Scientists Propose a Novel Artificial Intelligence Approach for Lipid Nanoparticles Screening in mRNA Delivery
date: 2024-06-07

Messenger RNA (mRNA) vaccines targeting pan-cancer therapy hold significant academic and economic value in drug research. A key challenge in mRNA design is the construction of delivery systems called lipid nanoparticles (LNPs), which serve as carriers to deliver mRNA therapies or vaccines to target cells. The preparation and screening of LNPs components involve long cycles and high costs.

Driven by this challenge, a joint research team led by Prof. LIU Lizhuang from the Shanghai Advanced Research Institute (SARI) of the Chinese Academy of Sciences proposed a deep learning model named TransLNP, which based on self-attention mechanisms that maps the three-dimensional microstructure and biochemical properties of mRNA-LNPs to enable high-precision automated screening of LNPs.

The research findings were published in Briefings in Bioinformatics.  

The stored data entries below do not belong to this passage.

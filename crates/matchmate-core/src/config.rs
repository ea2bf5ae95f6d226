//! Application configuration management.
//!
//! This module handles loading the application configuration,
//! which selects the profile endpoint, batch size and cache location.
//!
//! Configuration is stored at `~/.config/matchmate/config.json`. Environment
//! variables override whatever the file says.

use std::path::PathBuf;

use anyhow::{Context, Result};
use serde::{Deserialize, Serialize};
use tracing::warn;

use crate::api::client::{DEFAULT_API_URL, DEFAULT_BATCH_SIZE};

/// Application name used for config/cache directory paths
const APP_NAME: &str = "matchmate";

/// Config file name
const CONFIG_FILE: &str = "config.json";

pub const ENV_API_URL: &str = "MATCHMATE_API_URL";
pub const ENV_BATCH_SIZE: &str = "MATCHMATE_BATCH_SIZE";
pub const ENV_CACHE_DIR: &str = "MATCHMATE_CACHE_DIR";

#[derive(Debug, Clone, Serialize, Deserialize, Default, PartialEq, Eq)]
pub struct Config {
    pub api_url: Option<String>,
    pub batch_size: Option<usize>,
    pub cache_dir: Option<PathBuf>,
}

impl Config {
    /// Load the config file (if any) and apply environment overrides
    pub fn load() -> Result<Self> {
        let mut config = Self::load_file()?;
        config.apply_overrides(|key| std::env::var(key).ok());
        Ok(config)
    }

    fn load_file() -> Result<Self> {
        let path = Self::config_path()?;
        if path.exists() {
            let contents = std::fs::read_to_string(&path)
                .with_context(|| format!("Failed to read config file: {}", path.display()))?;
            serde_json::from_str(&contents).context("Failed to parse config file")
        } else {
            Ok(Self::default())
        }
    }

    fn config_path() -> Result<PathBuf> {
        let config_dir = dirs::config_dir()
            .ok_or_else(|| anyhow::anyhow!("Could not find config directory"))?;
        Ok(config_dir.join(APP_NAME).join(CONFIG_FILE))
    }

    /// Apply overrides from a variable lookup. Unparseable values are ignored.
    pub fn apply_overrides(&mut self, lookup: impl Fn(&str) -> Option<String>) {
        if let Some(url) = lookup(ENV_API_URL).filter(|s| !s.trim().is_empty()) {
            self.api_url = Some(url);
        }
        if let Some(raw) = lookup(ENV_BATCH_SIZE) {
            match raw.trim().parse::<usize>() {
                Ok(n) if n > 0 => self.batch_size = Some(n),
                _ => warn!(value = %raw, "Ignoring invalid {}", ENV_BATCH_SIZE),
            }
        }
        if let Some(dir) = lookup(ENV_CACHE_DIR).filter(|s| !s.trim().is_empty()) {
            self.cache_dir = Some(PathBuf::from(dir));
        }
    }

    pub fn api_url(&self) -> &str {
        self.api_url.as_deref().unwrap_or(DEFAULT_API_URL)
    }

    pub fn batch_size(&self) -> usize {
        self.batch_size.filter(|&n| n > 0).unwrap_or(DEFAULT_BATCH_SIZE)
    }

    pub fn cache_dir(&self) -> Result<PathBuf> {
        if let Some(ref dir) = self.cache_dir {
            return Ok(dir.clone());
        }
        let cache_dir = dirs::cache_dir()
            .ok_or_else(|| anyhow::anyhow!("Could not find cache directory"))?;
        Ok(cache_dir.join(APP_NAME))
    }
}

#[cfg(test)]
mod tests {
    use super::*;
    use std::collections::HashMap;

    fn lookup(vars: &[(&str, &str)]) -> impl Fn(&str) -> Option<String> {
        let map: HashMap<String, String> = vars
            .iter()
            .map(|(k, v)| (k.to_string(), v.to_string()))
            .collect();
        move |key| map.get(key).cloned()
    }

    #[test]
    fn test_defaults() {
        let config = Config::default();
        assert_eq!(config.api_url(), "https://randomuser.me/api/");
        assert_eq!(config.batch_size(), 10);
    }

    #[test]
    fn test_overrides() {
        let mut config = Config::default();
        config.apply_overrides(lookup(&[
            (ENV_API_URL, "http://localhost:8080/api/"),
            (ENV_BATCH_SIZE, "25"),
            (ENV_CACHE_DIR, "/tmp/matchmate-test"),
        ]));

        assert_eq!(config.api_url(), "http://localhost:8080/api/");
        assert_eq!(config.batch_size(), 25);
        assert_eq!(config.cache_dir().unwrap(), PathBuf::from("/tmp/matchmate-test"));
    }

    #[test]
    fn test_invalid_overrides_are_ignored() {
        let mut config = Config {
            batch_size: Some(5),
            ..Default::default()
        };
        config.apply_overrides(lookup(&[(ENV_BATCH_SIZE, "lots"), (ENV_API_URL, "  ")]));
        assert_eq!(config.batch_size(), 5);
        assert_eq!(config.api_url(), DEFAULT_API_URL);

        config.apply_overrides(lookup(&[(ENV_BATCH_SIZE, "0")]));
        assert_eq!(config.batch_size(), 5);
    }

    #[test]
    fn test_zero_batch_size_in_file_falls_back() {
        let config: Config = serde_json::from_str(r#"{"batch_size":0}"#).unwrap();
        assert_eq!(config.batch_size(), DEFAULT_BATCH_SIZE);
    }
}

The designed TransLNP used a cross-molecule automatic learning approach to extract knowledge from existing molecular data, enabling small-sample training for LNPs and facilitating model transfer across different molecule types.


Figure 1 The overall architecture of TransLNP (Image by SARI)  

To construct the mapping relationship between the 3D microstructure and biochemical properties of mRNA-LNPs, the model fully leveraged coarse-grained atomic sequence information and fine-grained atomic spatial correspondences. It extractd molecular-level features through the interaction of atomic information (atom types, coordinates, relative distance matrices, edge type matrices) based on a self-attention mechanism.

To address the imbalance caused by limited LNP data, scientists designed the BalMol (balance molecule) module. This module balanced the data by smoothing label distributions and molecular feature distributions. TransLNP achieved a mean squared error (MSE) of less than 5 for predicting LNP transfection efficiency. Compared with various mainstream graph convolutional neural networks and machine learning algorithms, TransLNP showd superior performance in terms of MSE, R2 (the larger the value, the better), and Pearson correlation coefficient, achieving top-tier metrics in the field.

This work is helpful for the rapid and accurate prediction of mRNA-LNP transfection efficiency and the prediction of new lipid nanoparticle structures, and sheds light on the application of mRNA drugs in gene therapy, vaccine development, and drug delivery.